After all, who remembers Christmas day as clearly as the excruciatingly long, exciting minutes the night before? Not the children in our house, or yours. Every year on this night, they and millions more demonstrate something that secular people either ignore or deny: we humans are obviously built from the ground up for anticipation, for longing that outstrips our needs, for belief in things we cannot see.

That is why Christmas Eve lives so sharply in our memories. Christmas mornings are by comparison an indistinct blur, at least the early morning gifting part. But Christmas Eve is something else again. In my memory, those nights burn through time like the peepholes I would melt with my fingers into the frosty pane on such nights, waiting and watching in the dark like everyone else for something momentous about to come.

This capacity from childhood on for boundless anticipation is surely one of the oddest things not only about children, but about humanity. This is a fact that evolutionary biology even at its most contortionist cannot begin to explain. What possible Darwinian good can come of this inborn deep yearning, this certainty that something huge lies ahead? How can so many possibly think this way when there’s nothing to it?

In his bold new book, Life After Death: The Evidence, my friend Dinesh D’Souza meditates beautifully on this point among others. Both this book and its predecessor, What’s So Great About Christianity, show that D’Souza has become one of the sharpest and liveliest Christian apologists writing today. And though he appeals to all readers, his great gift for clear prose make D’Souza’s books a natural choice for one group of readers in particular: young adults, especially college students. I personally have given his books as gifts to several such enthusiasts over the years – and will again this Christmas.

Life after Death addresses inter alia this point about the enduring hunger in us for great things to come: “The universality of belief in an afterlife is astonishing, because life after death is not one of those empirically obvious beliefs that one would expect every society from the dawn of mankind to share. No one is surprised at the universal belief in mountains or rainstorms or animals. . . .But it is an entirely different matter when all cultures in history right down to the present jointly proclaim a proposition that seems impossible to confirm through experience. This is a striking convergence of views that demands explanation.”

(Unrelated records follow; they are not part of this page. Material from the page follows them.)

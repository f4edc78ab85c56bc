//! Execution modes with progressively more isolation.

/// How a payload is executed.
///
/// ```text
/// ┌────────────────────────────┬──────────────────────┬──────────────────────────┐
/// │ Mode                       │ Child environment    │ Network                  │
/// ├────────────────────────────┼──────────────────────┼──────────────────────────┤
/// │ Direct                     │ Host process         │ Unrestricted             │
/// │ Isolated                   │ Disposable container │ None (loopback only)     │
/// │ IsolatedProxied            │ Disposable container │ Egress via local proxy   │
/// │ IsolatedProxiedPolicied    │ As above             │ As above + policy hooks  │
/// └────────────────────────────┴──────────────────────┴──────────────────────────┘
/// ```
///
/// The mode is selected once at startup from `EXECUTION_MODE`; per-request
/// overrides exist for administrative testing only.
#[derive(Debug, Clone, Copy, PartialEq, Eq, Default)]
pub enum ExecutionMode {
    /// Run on the host with a minimal environment. Only for operators who
    /// explicitly trust payloads.
    Direct,

    /// Disposable container, no network interface attached.
    Isolated,

    /// Disposable container, egress forced through the local proxy.
    #[default]
    IsolatedProxied,

    /// Proxied container with per-caller policy hooks active.
    IsolatedProxiedPolicied,
}

impl ExecutionMode {
    /// Returns true if the payload runs inside a container.
    pub fn is_isolated(&self) -> bool {
        !matches!(self, ExecutionMode::Direct)
    }

    /// Returns true if outbound traffic routes through the egress proxy.
    pub fn uses_proxy(&self) -> bool {
        matches!(
            self,
            ExecutionMode::IsolatedProxied | ExecutionMode::IsolatedProxiedPolicied
        )
    }

    /// Returns true if per-caller policy hooks are active on the proxy.
    pub fn uses_policy(&self) -> bool {
        matches!(self, ExecutionMode::IsolatedProxiedPolicied)
    }

    /// Returns true if the container gets a bridged network interface.
    /// `Isolated` runs with no network at all.
    pub fn has_network(&self) -> bool {
        !matches!(self, ExecutionMode::Isolated)
    }

    pub fn as_str(&self) -> &'static str {
        match self {
            ExecutionMode::Direct => "direct",
            ExecutionMode::Isolated => "isolated",
            ExecutionMode::IsolatedProxied => "isolated-proxied",
            ExecutionMode::IsolatedProxiedPolicied => "isolated-proxied-policied",
        }
    }
}

impl std::fmt::Display for ExecutionMode {
    fn fmt(&self, f: &mut std::fmt::Formatter<'_>) -> std::fmt::Result {
        f.write_str(self.as_str())
    }
}

impl std::str::FromStr for ExecutionMode {
    type Err = String;

    fn from_str(s: &str) -> Result<Self, Self::Err> {
        match s.to_lowercase().replace('_', "-").as_str() {
            "direct" => Ok(ExecutionMode::Direct),
            "isolated" => Ok(ExecutionMode::Isolated),
            "isolated-proxied" | "proxied" => Ok(ExecutionMode::IsolatedProxied),
            "isolated-proxied-policied" | "policied" => Ok(ExecutionMode::IsolatedProxiedPolicied),
            _ => Err(format!(
                "invalid execution mode '{}', expected 'direct', 'isolated', \
                 'isolated-proxied', or 'isolated-proxied-policied'",
                s
            )),
        }
    }
}

#[cfg(test)]
mod tests {
    use super::*;
    use std::str::FromStr;

    #[test]
    fn test_mode_parsing() {
        assert_eq!(
            ExecutionMode::from_str("direct").unwrap(),
            ExecutionMode::Direct
        );
        assert_eq!(
            ExecutionMode::from_str("isolated").unwrap(),
            ExecutionMode::Isolated
        );
        assert_eq!(
            ExecutionMode::from_str("isolated-proxied").unwrap(),
            ExecutionMode::IsolatedProxied
        );
        assert_eq!(
            ExecutionMode::from_str("isolated_proxied_policied").unwrap(),
            ExecutionMode::IsolatedProxiedPolicied
        );
        assert!(ExecutionMode::from_str("garbage").is_err());
    }

    #[test]
    fn test_mode_properties() {
        assert!(!ExecutionMode::Direct.is_isolated());
        assert!(ExecutionMode::Isolated.is_isolated());

        assert!(!ExecutionMode::Direct.uses_proxy());
        assert!(!ExecutionMode::Isolated.uses_proxy());
        assert!(ExecutionMode::IsolatedProxied.uses_proxy());
        assert!(ExecutionMode::IsolatedProxiedPolicied.uses_proxy());

        assert!(!ExecutionMode::IsolatedProxied.uses_policy());
        assert!(ExecutionMode::IsolatedProxiedPolicied.uses_policy());

        assert!(!ExecutionMode::Isolated.has_network());
        assert!(ExecutionMode::IsolatedProxied.has_network());
    }

    #[test]
    fn test_roundtrip() {
        for mode in [
            ExecutionMode::Direct,
            ExecutionMode::Isolated,
            ExecutionMode::IsolatedProxied,
            ExecutionMode::IsolatedProxiedPolicied,
        ] {
            assert_eq!(ExecutionMode::from_str(mode.as_str()).unwrap(), mode);
        }
    }
}
//! Two-phase execution orchestration.
//!
//! Splits an execution into a credentialed phase 1 (declared data fetches,
//! run as sub-executions whose only job is one request through the egress
//! proxy) and a credential-free phase 2 (the user payload, with sanitized
//! phase-1 results exposed as read-only callable stubs).
//!
//! ```text
//! ExecutionRequest
//!   │ resolve policy (fetcher, deny-all fallback)
//!   │ start per-execution proxy (proxied modes)
//!   ▼
//! phase 1: for each declared fetch, in order
//!   resolve ${env.*} / ${var.*} → harness sub-execution → capture → sanitize
//!   ▼
//! phase 2: stub prelude + user payload, credentials stripped from env
//!   ▼
//! stop proxy → audit snapshot → unified result shape
//! ```
//!
//! Credentials exist only in phase-1 sub-execution environments, under the
//! reserved `CRUCIBLE_CREDENTIAL_` prefix. Phase-2 environments never
//! contain a key with that prefix.

pub mod fetch;
pub mod sanitize;

pub use fetch::{FetchFieldRef, FetchSpec};
pub use sanitize::Sanitizer;

use std::collections::HashMap;
use std::sync::Arc;
use std::sync::LazyLock;
use std::time::Instant;

use secrecy::{ExposeSecret, SecretString};
use serde::Deserialize;
use uuid::Uuid;

use crate::error::{Error, Result};
use crate::executor::Engine;
use crate::policy::PolicyFetcher;
use crate::proxy::{AuditEntry, EgressProxy, ProxyBuilder};
use crate::result::{ExecutionResult, PolicyInfo};

/// Reserved prefix for caller-supplied environment overrides.
pub const ENV_OVERRIDE_PREFIX: &str = "CRUCIBLE_ENV_";

/// Reserved prefix for credential-bearing variables. Phase-2 environments
/// never contain a key with this prefix.
pub const CREDENTIAL_ENV_PREFIX: &str = "CRUCIBLE_CREDENTIAL_";

/// The caller token as seen by phase-1 fetch specs (`${env.…}`).
pub const CREDENTIAL_TOKEN_VAR: &str = "CRUCIBLE_CREDENTIAL_TOKEN";

/// Carries the resolved fetch spec into the phase-1 harness.
const FETCH_SPEC_VAR: &str = "CRUCIBLE_CREDENTIAL_FETCH_SPEC";

/// Carries sanitized phase-1 results into phase 2.
pub const PHASE1_RESULTS_VAR: &str = "CRUCIBLE_PHASE1_RESULTS";

static IDENTIFIER: LazyLock<regex::Regex> =
    LazyLock::new(|| regex::Regex::new(r"^[A-Za-z_$][A-Za-z0-9_$]*$").expect("static regex"));

/// An execution request, consumed exactly once.
#[derive(Debug, Deserialize)]
#[serde(rename_all = "camelCase")]
pub struct ExecutionRequest {
    /// The user payload script.
    pub payload: String,
    /// Credentialed data fetches to run before the payload, in order.
    #[serde(default)]
    pub phase1_fetches: Vec<FetchSpec>,
    /// Caller-supplied environment overrides; keys must carry the reserved
    /// prefix.
    #[serde(default)]
    pub header_env: HashMap<String, String>,
    /// Opaque bearer credential, resolved to a policy by the fetcher.
    #[serde(default)]
    pub caller_token: Option<SecretString>,
    /// Honored by the embedder after shaping; carried through untouched.
    #[serde(default)]
    pub encrypt_response: bool,
    /// Advisory; clamped to the configured hard ceiling.
    #[serde(default)]
    pub timeout_ms: Option<u64>,
}

/// Orchestrates the two-phase protocol over the engine and policy fetcher.
pub struct Orchestrator {
    engine: Arc<Engine>,
    fetcher: Arc<PolicyFetcher>,
}

impl Orchestrator {
    pub fn new(engine: Arc<Engine>, fetcher: Arc<PolicyFetcher>) -> Self {
        Self { engine, fetcher }
    }

    pub fn engine(&self) -> &Arc<Engine> {
        &self.engine
    }

    /// Execute one request. Never returns an `Err`: every outcome is shaped
    /// into the single external result form.
    pub async fn execute(&self, request: ExecutionRequest) -> ExecutionResult {
        let started = Instant::now();
        let config = self.engine.config();
        let mode = config.mode;
        let elapsed_ms = |started: Instant| started.elapsed().as_millis() as u64;

        if let Err(e) = validate(&request) {
            return ExecutionResult::from_error(mode, &e, elapsed_ms(started), None, None);
        }

        let resolution = self.fetcher.fetch_policy(request.caller_token.as_ref()).await;
        let policy_info = PolicyInfo::from(&resolution);

        let mut limits = config.limits.clone();
        limits.wall_clock = config.clamp_timeout(request.timeout_ms);

        let proxy = if mode.uses_proxy() {
            match self.start_proxy(&resolution.policy).await {
                Ok(proxy) => Some(proxy),
                Err(e) => {
                    return ExecutionResult::from_error(
                        mode,
                        &e,
                        elapsed_ms(started),
                        None,
                        Some(policy_info),
                    );
                }
            }
        } else {
            None
        };

        let proxy_port = match &proxy {
            Some(p) => p.addr().await.map(|a| a.port()),
            None => None,
        };

        // The credentialed environment visible to ${env.*} substitution.
        let mut credentialed_env = request.header_env.clone();
        if let Some(token) = &request.caller_token {
            credentialed_env.insert(
                CREDENTIAL_TOKEN_VAR.to_string(),
                token.expose_secret().to_string(),
            );
        }

        let credential_values: Vec<String> = credentialed_env
            .iter()
            .filter(|(k, _)| k.starts_with(CREDENTIAL_ENV_PREFIX))
            .map(|(_, v)| v.clone())
            .collect();
        let sanitizer = Sanitizer::new(&credential_values);

        // Phase 1: credentialed fetches, in declaration order. A failed
        // fetch becomes an error value under its name; the payload decides.
        let mut captures = serde_json::Map::new();
        for spec in &request.phase1_fetches {
            let resolved = match fetch::resolve(spec, &credentialed_env, &captures) {
                Ok(resolved) => resolved,
                Err(e) => {
                    let network_log = finish_proxy(proxy).await;
                    return ExecutionResult::from_error(
                        mode,
                        &e,
                        elapsed_ms(started),
                        network_log,
                        Some(policy_info),
                    );
                }
            };

            let value = self
                .run_phase1_fetch(&resolved, &sanitizer, spec, &limits, proxy_port)
                .await;
            captures.insert(spec.name.clone(), value);
        }

        // Phase 2: user payload with stubs, credentials absent.
        let mut phase2_env: HashMap<String, String> = request
            .header_env
            .iter()
            .filter(|(k, _)| !k.starts_with(CREDENTIAL_ENV_PREFIX))
            .map(|(k, v)| (k.clone(), v.clone()))
            .collect();

        let payload = if request.phase1_fetches.is_empty() {
            request.payload.clone()
        } else {
            phase2_env.insert(
                PHASE1_RESULTS_VAR.to_string(),
                serde_json::Value::Object(captures.clone()).to_string(),
            );
            build_phase2_payload(&request.payload, captures.keys())
        };

        let execution_id = Uuid::new_v4();
        let run = self
            .engine
            .run_payload(&execution_id, &payload, phase2_env, mode, &limits, proxy_port)
            .await;

        let network_log = finish_proxy(proxy).await;

        match run {
            Ok(output) => ExecutionResult::from_run(
                mode,
                output,
                elapsed_ms(started),
                network_log,
                Some(policy_info),
            ),
            Err(e) => ExecutionResult::from_error(
                mode,
                &e,
                elapsed_ms(started),
                network_log,
                Some(policy_info),
            ),
        }
    }

    async fn start_proxy(&self, policy: &Arc<crate::policy::Policy>) -> Result<EgressProxy> {
        let config = self.engine.config();

        let build = || {
            let mut builder =
                ProxyBuilder::from_config(config).with_policy(policy.clone());
            if config.mode.uses_policy() {
                builder = builder.policied();
            }
            builder.build()
        };

        let proxy = build();
        match proxy.start(config.proxy_port).await {
            Ok(_) => Ok(proxy),
            // A fixed base port can collide across concurrent executions;
            // fall back to an ephemeral one.
            Err(e) if config.proxy_port != 0 => {
                tracing::debug!(
                    port = config.proxy_port,
                    error = %e,
                    "proxy base port unavailable, using ephemeral port"
                );
                let proxy = build();
                proxy.start(0).await?;
                Ok(proxy)
            }
            Err(e) => Err(e),
        }
    }

    /// Run one phase-1 fetch as a credentialed sub-execution and return the
    /// value stored under its name.
    async fn run_phase1_fetch(
        &self,
        resolved: &fetch::ResolvedFetch,
        sanitizer: &Sanitizer,
        spec: &FetchSpec,
        limits: &crate::config::Limits,
        proxy_port: Option<u16>,
    ) -> serde_json::Value {
        let sub_id = Uuid::new_v4();
        let env = HashMap::from([(FETCH_SPEC_VAR.to_string(), resolved.to_harness_json())]);

        let run = self
            .engine
            .run_payload(
                &sub_id,
                &fetch::harness_script(FETCH_SPEC_VAR),
                env,
                self.engine.config().mode,
                limits,
                proxy_port,
            )
            .await;

        let output = match run {
            Ok(output) => output,
            Err(e) => {
                tracing::warn!(fetch = %spec.name, error = %e, "phase-1 fetch failed to run");
                return serde_json::json!({ "error": e.to_string() });
            }
        };

        if output.exit_code != 0 {
            tracing::warn!(fetch = %spec.name, exit_code = output.exit_code, "phase-1 fetch exited non-zero");
            return serde_json::json!({
                "error": format!("fetch exited with code {}", output.exit_code)
            });
        }

        match serde_json::from_str::<serde_json::Value>(output.stdout.trim()) {
            Ok(value) if value.get("error").is_some() => value,
            Ok(value) => sanitizer.sanitize_capture(value, spec.response_fields.as_deref()),
            Err(e) => {
                tracing::warn!(fetch = %spec.name, error = %e, "phase-1 fetch produced invalid output");
                serde_json::json!({ "error": "fetch produced invalid output" })
            }
        }
    }
}
//! Crucible: a policy-enforcing sandboxed execution engine for untrusted
//! payloads.
//!
//! Executes user-supplied script payloads inside disposable, runtime-only
//! containers, forces every outbound request through an in-process egress
//! proxy that enforces per-caller policy and records a full audit log, and
//! returns one normalized result shape regardless of execution mode.
//!
//! # Components
//!
//! - [`executor`] — the sandbox runner: disposable containers (or a host
//!   process in `direct` mode), resource limits, guaranteed cleanup.
//! - [`proxy`] — the egress proxy: HTTP termination, HTTPS CONNECT
//!   tunneling, policy hooks, header redaction, per-execution audit log.
//! - [`policy`] — the policy model, pure evaluation engine, and the
//!   token-to-policy fetcher with TTL cache and deny-all fallback.
//! - [`orchestrator`] — the two-phase protocol: credentialed data fetches,
//!   sanitization, and the credential-free payload phase.
//! - [`result`] — the unified result shaper, the only exit path for
//!   execution outcomes.
//!
//! # Example
//!
//! ```rust,no_run
//! use std::sync::Arc;
//! use crucible::config::Config;
//! use crucible::executor::Engine;
//! use crucible::orchestrator::{ExecutionRequest, Orchestrator};
//! use crucible::policy::PolicyFetcher;
//!
//! # async fn example() -> anyhow::Result<()> {
//! let config = Config::from_env()?;
//! let default_mode = config.default_policy_mode;
//! let engine = Arc::new(Engine::new(config));
//! engine.initialize().await?;
//!
//! let fetcher = Arc::new(PolicyFetcher::disabled(default_mode));
//! let orchestrator = Orchestrator::new(engine, fetcher);
//!
//! let request: ExecutionRequest = serde_json::from_str(
//!     r#"{"payload": "console.log('hello')"}"#,
//! )?;
//! let result = orchestrator.execute(request).await;
//! println!("{}", serde_json::to_string_pretty(&result)?);
//! # Ok(())
//! # }
//! ```

pub mod config;
pub mod error;
pub mod executor;
pub mod orchestrator;
pub mod policy;
pub mod proxy;
pub mod result;

pub use config::{Config, DefaultPolicyMode, Limits};
pub use error::{Error, ErrorKind, Result};
pub use executor::{Engine, ExecutionMode};
pub use orchestrator::{ExecutionRequest, Orchestrator};
pub use policy::{Policy, PolicyFetcher};
pub use proxy::{AuditEntry, EgressProxy, ProxyBuilder};
pub use result::{EXIT_CODE_OOM, EXIT_CODE_TIMEOUT, ExecutionResult};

Indeed it does, but don’t expect the God-bashers to offer one. They insist that this promise of eternity is just an imagined consolation prize – the ultimate wish fulfillment, as Freud and others have said. But one hardly needs heavy artillery to see how easily this notion shreds under scrutiny. This religion of ours was made up to be comforting? Have these people even read the Testaments, Old or New, or contemplated the Judeo-Christian God? If such is the stuff of mere wish fulfillment, we should follow the lead of clever children and ask for more wishes.

Which brings us to the third force propelling that related matter of Santa-bashing. At a time when many people want to claim the right to act as children, the prerogatives of real children to do so is strangely shaky – as in the semi-sadistic “I’m telling you the truth about this Christmas nonsense for your own good.”

There may be good reasons for believers to jettison the old gent in the red suit. Some believers, notably some evangelicals, complain that he distracts too much from the main event. And even those of us partial to Santa seem to struggle every year to remember that Christmas is not about him.

But waiting for Santa on Christmas Eve shows, year in and year out, that belief in something larger than ourselves – something unknown yet worth waiting for as we wait for nothing else – comes as naturally as breathing, even to the smallest human beings. Every year, thanks to Santa, we mothers and fathers glimpse in those bright longing eyes something of the promise of eternity, the certainty that there is more to this world than is dreamt of in our secular philosophy. If that is not a little Christmas miracle all its own, I don’t know what is.

Mary Eberstadt is a Senior Research Fellow at the Faith and Reason Institute and holds the Panula Chair at the Catholic Information Center. Her most recent book is Adam and Eve after the Pill, Revisited, with a Foreword by Cardinal George Pell.